Lack of protein kinase C-delta (PKCδ) disrupts fertilization and embryonic development.

Abstract

This study tested the function of protein kinase C delta (PKCδ) during fertilization and embryonic development using gene-knockout (Prkcd(-/-)) mice. Fertility analysis revealed that Prkcd(-/-) mating pairs produce significantly fewer pups per litter than wild-type pairs (P < 0.05), and exhibit a high incidence of embryonic loss post-implantation. Both Prkcd(-/-) male as well as Prkcd(-/-) female mice mated to Prkcd(+/+) controls also showed reduced litter sizes, with a selective loss of Prkcd-null pups. Further analysis of the females demonstrated comparable in vitro fertilization outcomes between control and Prkcd(-/-) oocytes fertilized with wild-type sperm. Pregnant Prkcd(-/-) females, however, exhibited a reduced number of total implantations, suggesting a possible disruption in early embryo quality and/or implantation.
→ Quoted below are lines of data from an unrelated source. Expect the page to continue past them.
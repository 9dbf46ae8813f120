use axum::{
    extract::{Path, State},
    response::Html,
    Json,
};
use serde::Serialize;
use uuid::Uuid;

use crate::errors::AppError;
use crate::models::document::{Document, TemplateId};
use crate::render::node::{escape_html, Node};
use crate::render::project;
use crate::state::AppState;

#[derive(Serialize)]
pub struct TemplateInfo {
    pub id: TemplateId,
    pub name: &'static str,
    pub category: &'static str,
}

fn category(template: TemplateId) -> &'static str {
    match template {
        TemplateId::Minimal => "Professional",
        TemplateId::Modern => "Modern",
        TemplateId::Creative => "Creative",
    }
}

/// GET /api/v1/templates
pub async fn handle_list_templates() -> Json<Vec<TemplateInfo>> {
    Json(
        TemplateId::ALL
            .into_iter()
            .map(|id| TemplateInfo {
                id,
                name: id.display_name(),
                category: category(id),
            })
            .collect(),
    )
}

async fn snapshot(state: &AppState, id: Uuid) -> Result<std::sync::Arc<Document>, AppError> {
    state
        .store
        .lock()
        .await
        .get(id)
        .ok_or_else(|| AppError::NotFound(format!("Document {id} not found")))
}

/// GET /api/v1/documents/:id/preview
pub async fn handle_preview(
    State(state): State<AppState>,
    Path(id): Path<Uuid>,
) -> Result<Json<Node>, AppError> {
    let document = snapshot(&state, id).await?;
    Ok(Json(project(&document)))
}

/// GET /api/v1/documents/:id/preview.html
pub async fn handle_preview_html(
    State(state): State<AppState>,
    Path(id): Path<Uuid>,
) -> Result<Html<String>, AppError> {
    let document = snapshot(&state, id).await?;
    let body = project(&document).to_html();
    Ok(Html(format!(
        "<!DOCTYPE html>\n<html><head><meta charset=\"utf-8\"><title>{}</title></head><body>{body}</body></html>",
        escape_html(&document.title)
    )))
}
In turn, male gamete analysis revealed that Prkcd(-/-) sperm demonstrated a decreased capacity to penetrate the zona pellucida (P < 0.05), necessary for successful fertilization. Moreover, we identified phosphorylated PKCδ as a component of the sperm acrosome, indicating a potential role for this kinase in acrosome exocytosis. Therefore, loss of PKCδ disrupts key reproductive functions in both males and females that limit fertility.